Stored data:
Segment Open
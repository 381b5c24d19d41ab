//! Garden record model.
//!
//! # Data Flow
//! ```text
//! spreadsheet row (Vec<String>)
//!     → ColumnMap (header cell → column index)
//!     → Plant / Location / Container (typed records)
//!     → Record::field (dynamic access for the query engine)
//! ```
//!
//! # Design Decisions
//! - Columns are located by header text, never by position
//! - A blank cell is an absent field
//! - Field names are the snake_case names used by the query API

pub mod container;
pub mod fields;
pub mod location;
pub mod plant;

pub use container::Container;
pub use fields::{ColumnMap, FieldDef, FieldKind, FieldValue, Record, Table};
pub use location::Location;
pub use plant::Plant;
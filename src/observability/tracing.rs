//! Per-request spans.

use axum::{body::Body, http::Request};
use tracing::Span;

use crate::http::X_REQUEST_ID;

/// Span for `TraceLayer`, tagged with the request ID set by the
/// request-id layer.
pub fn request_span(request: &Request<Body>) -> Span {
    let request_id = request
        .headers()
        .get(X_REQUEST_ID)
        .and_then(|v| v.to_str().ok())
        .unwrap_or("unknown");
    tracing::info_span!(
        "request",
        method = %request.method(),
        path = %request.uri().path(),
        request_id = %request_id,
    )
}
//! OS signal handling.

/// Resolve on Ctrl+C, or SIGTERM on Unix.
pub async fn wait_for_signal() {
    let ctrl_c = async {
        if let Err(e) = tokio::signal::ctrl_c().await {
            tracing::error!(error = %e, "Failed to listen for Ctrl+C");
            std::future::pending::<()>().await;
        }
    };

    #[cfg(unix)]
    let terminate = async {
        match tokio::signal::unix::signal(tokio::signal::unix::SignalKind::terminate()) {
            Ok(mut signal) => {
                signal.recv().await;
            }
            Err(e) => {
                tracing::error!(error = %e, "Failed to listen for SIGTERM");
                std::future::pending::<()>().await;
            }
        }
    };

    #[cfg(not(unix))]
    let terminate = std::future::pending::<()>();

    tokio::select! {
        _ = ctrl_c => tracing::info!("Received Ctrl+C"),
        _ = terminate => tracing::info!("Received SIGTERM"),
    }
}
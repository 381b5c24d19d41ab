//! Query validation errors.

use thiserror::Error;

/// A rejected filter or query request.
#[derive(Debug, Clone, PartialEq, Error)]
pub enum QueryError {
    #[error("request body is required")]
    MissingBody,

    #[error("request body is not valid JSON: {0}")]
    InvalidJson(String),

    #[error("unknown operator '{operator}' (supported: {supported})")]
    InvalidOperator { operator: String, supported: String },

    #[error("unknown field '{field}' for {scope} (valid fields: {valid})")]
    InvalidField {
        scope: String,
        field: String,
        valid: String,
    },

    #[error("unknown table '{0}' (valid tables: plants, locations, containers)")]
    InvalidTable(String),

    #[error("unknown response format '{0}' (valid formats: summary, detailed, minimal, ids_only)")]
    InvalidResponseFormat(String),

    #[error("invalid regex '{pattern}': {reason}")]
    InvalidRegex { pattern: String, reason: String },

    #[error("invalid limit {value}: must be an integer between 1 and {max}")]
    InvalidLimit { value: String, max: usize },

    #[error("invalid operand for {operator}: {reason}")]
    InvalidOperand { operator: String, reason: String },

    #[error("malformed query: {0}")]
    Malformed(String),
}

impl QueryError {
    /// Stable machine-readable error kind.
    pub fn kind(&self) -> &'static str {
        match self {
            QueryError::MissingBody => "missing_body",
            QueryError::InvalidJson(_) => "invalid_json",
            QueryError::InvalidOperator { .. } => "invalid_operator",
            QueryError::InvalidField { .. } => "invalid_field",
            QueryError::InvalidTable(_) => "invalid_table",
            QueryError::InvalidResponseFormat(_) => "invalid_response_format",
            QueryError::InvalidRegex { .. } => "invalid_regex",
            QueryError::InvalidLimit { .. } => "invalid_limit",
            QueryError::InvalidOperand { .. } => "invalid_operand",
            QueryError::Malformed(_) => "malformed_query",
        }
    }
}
Segment Closed
◆ YOUR GOAL: Go through the data and count each line that has the word "scope", then give the total alone.

◆ FINISHED TASK: 2